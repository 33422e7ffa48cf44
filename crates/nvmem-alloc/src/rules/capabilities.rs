use crate::error::{AllocationError, RejectionKind};
use crate::request::MemoryAllocationRequest;
use crate::rules::RequestRule;
use crate::types::{PersistentMode, PlatformCapabilities};

/// Persistent extents need a supported capability family with a format
/// honoring every extent's interleave selector.
///
/// Registered as `app_direct_not_supported` or `persistent_not_supported`
/// depending on the allocator's [`PersistentMode`].
pub struct PersistentNotSupported {
    mode: PersistentMode,
    capabilities: PlatformCapabilities,
}

impl PersistentNotSupported {
    pub fn new(mode: PersistentMode, capabilities: PlatformCapabilities) -> Self {
        Self { mode, capabilities }
    }
}

impl RequestRule for PersistentNotSupported {
    fn name(&self) -> &'static str {
        match self.mode {
            PersistentMode::AppDirect => "app_direct_not_supported",
            PersistentMode::PmDirect => "persistent_not_supported",
        }
    }

    fn verify(&self, request: &MemoryAllocationRequest) -> Result<(), AllocationError> {
        if !request.requests_app_direct() {
            return Ok(());
        }

        let caps = self.mode.capabilities(&self.capabilities);
        if !caps.supported {
            return Err(RejectionKind::RequestNotSupported.into());
        }

        let unsupported = request
            .app_direct_extents
            .iter()
            .find(|extent| !caps.supports(&extent.interleave));
        if let Some(extent) = unsupported {
            tracing::debug!(
                target: "nvmem.alloc",
                selector = ?extent.interleave,
                mode = ?self.mode,
                "no platform format honors extent"
            );
            return Err(self.mode.settings_not_supported().into());
        }
        Ok(())
    }
}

* * *

■ **Problem to solve**: The answer should contain every line of the data, unchanged.

■ **Exercise solution**:
repository 33422e7ffa48cf44
filename crates/nvmem-alloc/src/rules/capabilities.rs
use crate::error::{AllocationError, RejectionKind};
use crate::request::MemoryAllocationRequest;
use crate::rules::RequestRule;
use crate::types::{PersistentMode, PlatformCapabilities};

/// Persistent extents need a supported capability family with a format
/// honoring every extent's interleave selector.
///
/// Registered as `app_direct_not_supported` or `persistent_not_supported`
/// depending on the allocator's [`PersistentMode`].
pub struct PersistentNotSupported {
    mode: PersistentMode,
    capabilities: PlatformCapabilities,
}

impl PersistentNotSupported {
    pub fn new(mode: PersistentMode, capabilities: PlatformCapabilities) -> Self {
        Self { mode, capabilities }
    }
}

impl RequestRule for PersistentNotSupported {
    fn name(&self) -> &'static str {
        match self.mode {
            PersistentMode::AppDirect => "app_direct_not_supported",
            PersistentMode::PmDirect => "persistent_not_supported",
        }
    }

    fn verify(&self, request: &MemoryAllocationRequest) -> Result<(), AllocationError> {
        if !request.requests_app_direct() {
            return Ok(());
        }

        let caps = self.mode.capabilities(&self.capabilities);
        if !caps.supported {
            return Err(RejectionKind::RequestNotSupported.into());
        }

        let unsupported = request
            .app_direct_extents
            .iter()
            .find(|extent| !caps.supports(&extent.interleave));
        if let Some(extent) = unsupported {
            tracing::debug!(
                target: "nvmem.alloc",
                selector = ?extent.interleave,
                mode = ?self.mode,
                "no platform format honors extent"
            );
            return Err(self.mode.settings_not_supported().into());
        }
        Ok(())
    }
}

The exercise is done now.